pub mod availability;
mod conflict;
mod error;
mod journal;
mod mutations;
mod queries;
mod snapshot;
#[cfg(test)]
mod tests;

pub use conflict::today;
pub use error::EngineError;
pub use snapshot::{parse_day, Snapshot, SnapshotDocument};

use std::collections::HashMap;
use std::fs::{File, OpenOptions, TryLockError};
use std::io;
use std::ops::{Deref, DerefMut};
use std::path::{Path, PathBuf};
use std::sync::Arc;

use dashmap::DashMap;
use tokio::sync::{Mutex, OwnedRwLockReadGuard, OwnedRwLockWriteGuard, RwLock, RwLockReadGuard};

use crate::model::*;
use crate::notify::NotifyHub;
use crate::wal::Wal;

use journal::Journal;

pub type SharedPropertyState = Arc<RwLock<PropertyState>>;

/// The reservation store: one lock per property, so a check-then-insert on
/// a property is serialized while other properties proceed in parallel.
///
/// Lock order is commit gate, then catalog, then property.
pub struct Engine {
    pub state: DashMap<Id, SharedPropertyState>,
    pub notify: Arc<NotifyHub>,
    /// Reservation id to property id.
    pub(super) reservation_to_property: DashMap<Id, Id>,
    journal: Journal,
    /// Shared by every write from validation through apply; exclusive
    /// while the log is rewritten.
    commit_gate: RwLock<()>,
    /// Serializes property creation and deletion.
    catalog: Mutex<()>,
    /// Advisory lock on `<wal>.lock`, released on drop.
    _data_lock: File,
}

/// Held while a write validates, journals and applies an event.
pub(super) struct CommitPermit<'a> {
    _gate: RwLockReadGuard<'a, ()>,
}

/// Exclusive write access to one property under a commit permit.
pub(super) struct PropertyTxn<'a> {
    pub(super) property_id: Id,
    state: OwnedRwLockWriteGuard<PropertyState>,
    permit: CommitPermit<'a>,
}

impl Deref for PropertyTxn<'_> {
    type Target = PropertyState;

    fn deref(&self) -> &PropertyState {
        &self.state
    }
}

impl DerefMut for PropertyTxn<'_> {
    fn deref_mut(&mut self) -> &mut PropertyState {
        &mut self.state
    }
}

/// Apply an event to a property the caller already holds.
fn apply_to_property(ps: &mut PropertyState, event: &Event, index: &DashMap<Id, Id>) {
    match event {
        Event::ReservationRequested {
            id,
            property_id,
            stay,
            guest_count,
            guest_name,
        } => {
            ps.insert_reservation(Reservation {
                id: id.clone(),
                property_id: property_id.clone(),
                check_in: stay.check_in,
                check_out: stay.check_out,
                status: ReservationStatus::Pending,
                guest_count: *guest_count,
                guest_name: guest_name.clone(),
            });
            index.insert(id.clone(), property_id.clone());
        }
        Event::ReservationAccepted { id, .. }
        | Event::ReservationDeclined { id, .. }
        | Event::ReservationCancelled { id, .. }
        | Event::ReservationCompleted { id, .. } => {
            if let Some(status) = event.resulting_status() {
                ps.set_status(id, status);
            }
        }
        Event::ReservationRescheduled { id, stay, .. } => {
            ps.reschedule(id, *stay);
        }
        Event::PropertyUpdated {
            name,
            max_guests,
            nightly_price,
            ..
        } => {
            ps.name = name.clone();
            ps.max_guests = *max_guests;
            ps.nightly_price = *nightly_price;
        }
        // Creation and deletion change the property map, not a property.
        Event::PropertyCreated { .. } | Event::PropertyDeleted { .. } => {}
    }
}

/// Fold a log into property states. Events for unknown properties are
/// skipped; a later delete may have removed them.
fn rebuild(events: &[Event], index: &DashMap<Id, Id>) -> HashMap<Id, PropertyState> {
    let mut states: HashMap<Id, PropertyState> = HashMap::new();
    for event in events {
        match event {
            Event::PropertyCreated {
                id,
                name,
                max_guests,
                nightly_price,
            } => {
                let ps = PropertyState::new(id.clone(), name.clone(), *max_guests, *nightly_price);
                states.insert(id.clone(), ps);
            }
            Event::PropertyDeleted { id } => {
                if let Some(ps) = states.remove(id) {
                    for r in &ps.reservations {
                        index.remove(&r.id);
                    }
                }
            }
            other => {
                if let Some(ps) = states.get_mut(other.property_id()) {
                    apply_to_property(ps, other, index);
                }
            }
        }
    }
    states
}

/// Take the advisory lock that keeps a second process off the same log.
fn lock_data_file(wal_path: &Path) -> io::Result<File> {
    let lock_path = wal_path.with_extension("wal.lock");
    let file = OpenOptions::new()
        .create(true)
        .truncate(false)
        .write(true)
        .open(&lock_path)?;
    match file.try_lock() {
        Ok(()) => Ok(file),
        Err(TryLockError::WouldBlock) => Err(io::Error::new(
            io::ErrorKind::WouldBlock,
            format!(
                "{} is locked by another novodom process (stop the daemon first)",
                wal_path.display()
            ),
        )),
        Err(TryLockError::Error(e)) => Err(e),
    }
}

impl Engine {
    /// Open the log at `wal_path`, replay it and start the journal task.
    /// Fails if another engine, in this process or another, holds the log.
    pub fn new(wal_path: PathBuf, notify: Arc<NotifyHub>) -> io::Result<Self> {
        let data_lock = lock_data_file(&wal_path)?;
        let events = Wal::replay(&wal_path)?;
        let reservation_to_property = DashMap::new();
        let states = rebuild(&events, &reservation_to_property);

        let state = DashMap::with_capacity(states.len());
        for (id, ps) in states {
            state.insert(id, Arc::new(RwLock::new(ps)));
        }
        tracing::debug!(
            "replayed {} events into {} properties",
            events.len(),
            state.len()
        );
        metrics::gauge!(crate::observability::PROPERTIES_ACTIVE).set(state.len() as f64);

        Ok(Self {
            state,
            notify,
            reservation_to_property,
            journal: Journal::spawn(Wal::open(&wal_path)?),
            commit_gate: RwLock::new(()),
            catalog: Mutex::new(()),
            _data_lock: data_lock,
        })
    }

    pub fn get_property(&self, id: &Id) -> Option<SharedPropertyState> {
        self.state.get(id).map(|e| e.value().clone())
    }

    pub fn get_property_for_reservation(&self, reservation_id: &Id) -> Option<Id> {
        self.reservation_to_property
            .get(reservation_id)
            .map(|e| e.value().clone())
    }

    pub(super) async fn commit_permit(&self) -> CommitPermit<'_> {
        CommitPermit {
            _gate: self.commit_gate.read().await,
        }
    }

    /// Waits out every in-flight write and holds new ones off until dropped.
    pub(super) async fn exclusive(&self) -> tokio::sync::RwLockWriteGuard<'_, ()> {
        self.commit_gate.write().await
    }

    pub(super) async fn lock_catalog(&self) -> tokio::sync::MutexGuard<'_, ()> {
        self.catalog.lock().await
    }

    /// Append an event that has no property lock to apply under.
    pub(super) async fn journal_append(
        &self,
        _permit: &CommitPermit<'_>,
        event: &Event,
    ) -> Result<(), EngineError> {
        self.journal.append(event.clone()).await
    }

    pub(super) async fn rewrite_journal(
        &self,
        _exclusive: &tokio::sync::RwLockWriteGuard<'_, ()>,
        events: Vec<Event>,
    ) -> Result<(), EngineError> {
        self.journal.rewrite(events).await
    }

    pub(super) async fn journal_append_count(&self) -> u64 {
        self.journal.append_count().await
    }

    /// Write-lock a property that is still in the store once the lock is won.
    async fn lock_live_property(
        &self,
        property_id: &Id,
    ) -> Result<OwnedRwLockWriteGuard<PropertyState>, EngineError> {
        let shared = self
            .get_property(property_id)
            .ok_or_else(|| EngineError::NotFound(property_id.clone()))?;
        let guard = shared.clone().write_owned().await;
        match self.get_property(property_id) {
            Some(current) if Arc::ptr_eq(&current, &shared) => Ok(guard),
            _ => Err(EngineError::NotFound(property_id.clone())),
        }
    }

    pub(super) async fn write_property(&self, property_id: &Id) -> Result<PropertyTxn<'_>, EngineError> {
        let permit = self.commit_permit().await;
        let state = self.lock_live_property(property_id).await?;
        Ok(PropertyTxn {
            property_id: property_id.clone(),
            state,
            permit,
        })
    }

    /// Resolve a reservation to its property and write-lock that property.
    pub(super) async fn write_reservation_property(
        &self,
        reservation_id: &Id,
    ) -> Result<PropertyTxn<'_>, EngineError> {
        let permit = self.commit_permit().await;
        let property_id = self
            .get_property_for_reservation(reservation_id)
            .ok_or_else(|| EngineError::NotFound(reservation_id.clone()))?;
        let state = self.lock_live_property(&property_id).await?;
        Ok(PropertyTxn {
            property_id,
            state,
            permit,
        })
    }

    /// Journal, apply, then notify subscribers of the property.
    pub(super) async fn persist_and_apply(
        &self,
        txn: &mut PropertyTxn<'_>,
        event: &Event,
    ) -> Result<(), EngineError> {
        self.journal_append(&txn.permit, event).await?;
        apply_to_property(&mut txn.state, event, &self.reservation_to_property);
        self.notify.send(event.property_id(), event);
        Ok(())
    }

    pub(super) async fn resolve_property_read(
        &self,
        property_id: &Id,
    ) -> Result<OwnedRwLockReadGuard<PropertyState>, EngineError> {
        let ps = self
            .get_property(property_id)
            .ok_or_else(|| EngineError::NotFound(property_id.clone()))?;
        Ok(ps.read_owned().await)
    }
}
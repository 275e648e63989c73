/// Max properties held by one store.
pub const MAX_PROPERTIES: usize = 100_000;

/// Max reservations (any status) kept per property.
pub const MAX_RESERVATIONS_PER_PROPERTY: usize = 10_000;

pub const MAX_NAME_LEN: usize = 256;

/// Longest accepted id, in bytes. UUIDs and ULIDs fit comfortably.
pub const MAX_ID_LEN: usize = 128;

pub const MAX_GUEST_NAME_LEN: usize = 256;

/// Upper bound for a property's `max_guests`.
pub const MAX_GUESTS_PER_PROPERTY: u32 = 64;

/// Longest single stay, in nights.
pub const MAX_STAY_NIGHTS: i64 = 366;

/// Dates outside `[MIN_VALID_YEAR, MAX_VALID_YEAR]` are rejected on the write path.
pub const MIN_VALID_YEAR: i32 = 2000;
pub const MAX_VALID_YEAR: i32 = 2200;

/// Max reservations in one imported snapshot.
pub const MAX_IMPORT_RESERVATIONS: usize = 1_000_000;
use std::collections::HashMap;

use chrono::NaiveDate;
use serde::{Deserialize, Serialize};

use crate::limits::MAX_IMPORT_RESERVATIONS;
use crate::model::*;

use super::availability;
use super::EngineError;

/// Interchange document: properties plus reservations, as read from or
/// written to an external store.
#[derive(Debug, Clone, Default, PartialEq, Eq, Serialize, Deserialize)]
pub struct SnapshotDocument {
    pub properties: Vec<PropertyInfo>,
    pub reservations: Vec<Reservation>,
}

/// Inbound shape of a document. Dates stay text until `parse_day` so a bad
/// date reports as a range error, not as a decode failure.
#[derive(Deserialize)]
struct RawDocument {
    properties: Vec<PropertyInfo>,
    reservations: Vec<RawReservation>,
}

#[derive(Deserialize)]
#[serde(rename_all = "camelCase")]
struct RawReservation {
    id: Id,
    property_id: Id,
    check_in: String,
    check_out: String,
    status: ReservationStatus,
    guest_count: u32,
    #[serde(default)]
    guest_name: Option<String>,
}

impl RawReservation {
    fn parse(self) -> Result<Reservation, EngineError> {
        Ok(Reservation {
            check_in: parse_day(&self.check_in)?,
            check_out: parse_day(&self.check_out)?,
            id: self.id,
            property_id: self.property_id,
            status: self.status,
            guest_count: self.guest_count,
            guest_name: self.guest_name,
        })
    }
}

/// `YYYY-MM-DD`, the date format of the interchange document.
pub fn parse_day(s: &str) -> Result<Day, EngineError> {
    NaiveDate::parse_from_str(s, "%Y-%m-%d")
        .map_err(|_| EngineError::InvalidRange(format!("malformed date '{s}'")))
}

/// Immutable point-in-time view of reservation data.
///
/// Every query here is a pure read. Overlapping active reservations are kept
/// (not rejected) so that per-day queries can surface the anomaly.
#[derive(Debug, Clone, Default)]
pub struct Snapshot {
    properties: HashMap<Id, PropertyState>,
}

impl Snapshot {
    /// Validate and index a document. Reservations must have `check_in < check_out`
    /// and reference a listed property.
    pub fn new(
        properties: Vec<PropertyInfo>,
        reservations: Vec<Reservation>,
    ) -> Result<Self, EngineError> {
        if reservations.len() > MAX_IMPORT_RESERVATIONS {
            return Err(EngineError::LimitExceeded("too many reservations in snapshot"));
        }
        let mut map = HashMap::with_capacity(properties.len());
        for p in properties {
            if map.contains_key(&p.id) {
                return Err(EngineError::AlreadyExists(p.id));
            }
            map.insert(
                p.id.clone(),
                PropertyState::new(p.id, p.name, p.max_guests, p.nightly_price),
            );
        }
        let mut seen = std::collections::HashSet::with_capacity(reservations.len());
        for r in reservations {
            availability::checked_range(r.check_in, r.check_out)?;
            if !seen.insert(r.id.clone()) {
                return Err(EngineError::AlreadyExists(r.id));
            }
            let Some(ps) = map.get_mut(&r.property_id) else {
                return Err(EngineError::NotFound(r.property_id));
            };
            ps.insert_reservation(r);
        }
        Ok(Self { properties: map })
    }

    pub(crate) fn from_states(states: Vec<PropertyState>) -> Self {
        Self {
            properties: states.into_iter().map(|ps| (ps.id.clone(), ps)).collect(),
        }
    }

    pub fn from_document(doc: SnapshotDocument) -> Result<Self, EngineError> {
        Self::new(doc.properties, doc.reservations)
    }

    /// Broken JSON or an unknown status fails with `Decode`. Unparseable or
    /// inverted dates fail with `InvalidRange`.
    pub fn from_json(json: &str) -> Result<Self, EngineError> {
        let raw: RawDocument =
            serde_json::from_str(json).map_err(|e| EngineError::Decode(e.to_string()))?;
        let reservations = raw
            .reservations
            .into_iter()
            .map(RawReservation::parse)
            .collect::<Result<Vec<_>, _>>()?;
        Self::new(raw.properties, reservations)
    }

    /// Properties sorted by id, reservations grouped per property in `check_in` order.
    pub fn to_document(&self) -> SnapshotDocument {
        let mut states: Vec<&PropertyState> = self.properties.values().collect();
        states.sort_by(|a, b| a.id.cmp(&b.id));
        SnapshotDocument {
            properties: states.iter().map(|ps| ps.info()).collect(),
            reservations: states
                .iter()
                .flat_map(|ps| ps.reservations.iter().cloned())
                .collect(),
        }
    }

    pub fn to_json(&self) -> Result<String, EngineError> {
        serde_json::to_string_pretty(&self.to_document())
            .map_err(|e| EngineError::Decode(e.to_string()))
    }

    pub fn property(&self, id: &Id) -> Result<&PropertyState, EngineError> {
        self.properties
            .get(id)
            .ok_or_else(|| EngineError::NotFound(id.clone()))
    }

    pub fn properties(&self) -> impl Iterator<Item = &PropertyState> {
        self.properties.values()
    }

    pub fn property_count(&self) -> usize {
        self.properties.len()
    }

    pub fn reservation_count(&self) -> usize {
        self.properties.values().map(|ps| ps.reservations.len()).sum()
    }

    /// Property and, when given, the excluded reservation must both exist.
    fn property_with_exclusion(
        &self,
        property_id: &Id,
        exclude: Option<&Id>,
    ) -> Result<&PropertyState, EngineError> {
        let ps = self.property(property_id)?;
        if let Some(rid) = exclude
            && ps.get(rid).is_none()
        {
            return Err(EngineError::NotFound(rid.clone()));
        }
        Ok(ps)
    }

    pub fn is_range_available(
        &self,
        property_id: &Id,
        start: Day,
        end: Day,
        exclude: Option<&Id>,
    ) -> Result<bool, EngineError> {
        let ps = self.property_with_exclusion(property_id, exclude)?;
        availability::is_range_available(ps, start, end, exclude)
    }

    /// Active reservations overlapping `[start, end)`.
    pub fn conflicting<'a>(
        &'a self,
        property_id: &Id,
        start: Day,
        end: Day,
        exclude: Option<&'a Id>,
    ) -> Result<impl Iterator<Item = &'a Reservation> + Clone, EngineError> {
        let ps = self.property_with_exclusion(property_id, exclude)?;
        let stay = availability::checked_range(start, end)?;
        Ok(availability::conflicting(ps, stay, exclude))
    }

    pub fn occupancy_for_day(&self, property_id: &Id, day: Day) -> Result<Occupancy, EngineError> {
        Ok(availability::occupancy_for_day(self.property(property_id)?, day))
    }

    /// Lazy and restartable (`Clone`): typically zero or one element.
    pub fn bookings_for_property_and_day(
        &self,
        property_id: &Id,
        day: Day,
    ) -> Result<impl Iterator<Item = &Reservation> + Clone, EngineError> {
        Ok(availability::bookings_for_day(self.property(property_id)?, day))
    }

    pub fn unavailable_ranges(&self, property_id: &Id) -> Result<Vec<Stay>, EngineError> {
        Ok(availability::unavailable_ranges(self.property(property_id)?, None))
    }

    pub fn month_calendar(
        &self,
        property_id: &Id,
        year: i32,
        month: u32,
    ) -> Result<Vec<DayCell>, EngineError> {
        availability::month_calendar(self.property(property_id)?, year, month)
    }

    /// Pairs of active reservations on the same property whose stays overlap.
    pub fn anomalies(&self) -> Vec<(Id, Id)> {
        let mut found = Vec::new();
        for ps in self.properties.values() {
            for (i, a) in ps.reservations.iter().enumerate() {
                if !a.status.blocks() {
                    continue;
                }
                for b in ps.reservations[i + 1..].iter() {
                    if b.check_in >= a.check_out {
                        break;
                    }
                    if b.status.blocks() {
                        found.push((a.id.clone(), b.id.clone()));
                    }
                }
            }
        }
        found
    }
}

## TASK TO COMPLETE
Which lines in the entries above contain "WouldBlock"? Pull each of them out.

## THE COMPLETED TASK
        Err(TryLockError::WouldBlock) => Err(io::Error::new(
            io::ErrorKind::WouldBlock,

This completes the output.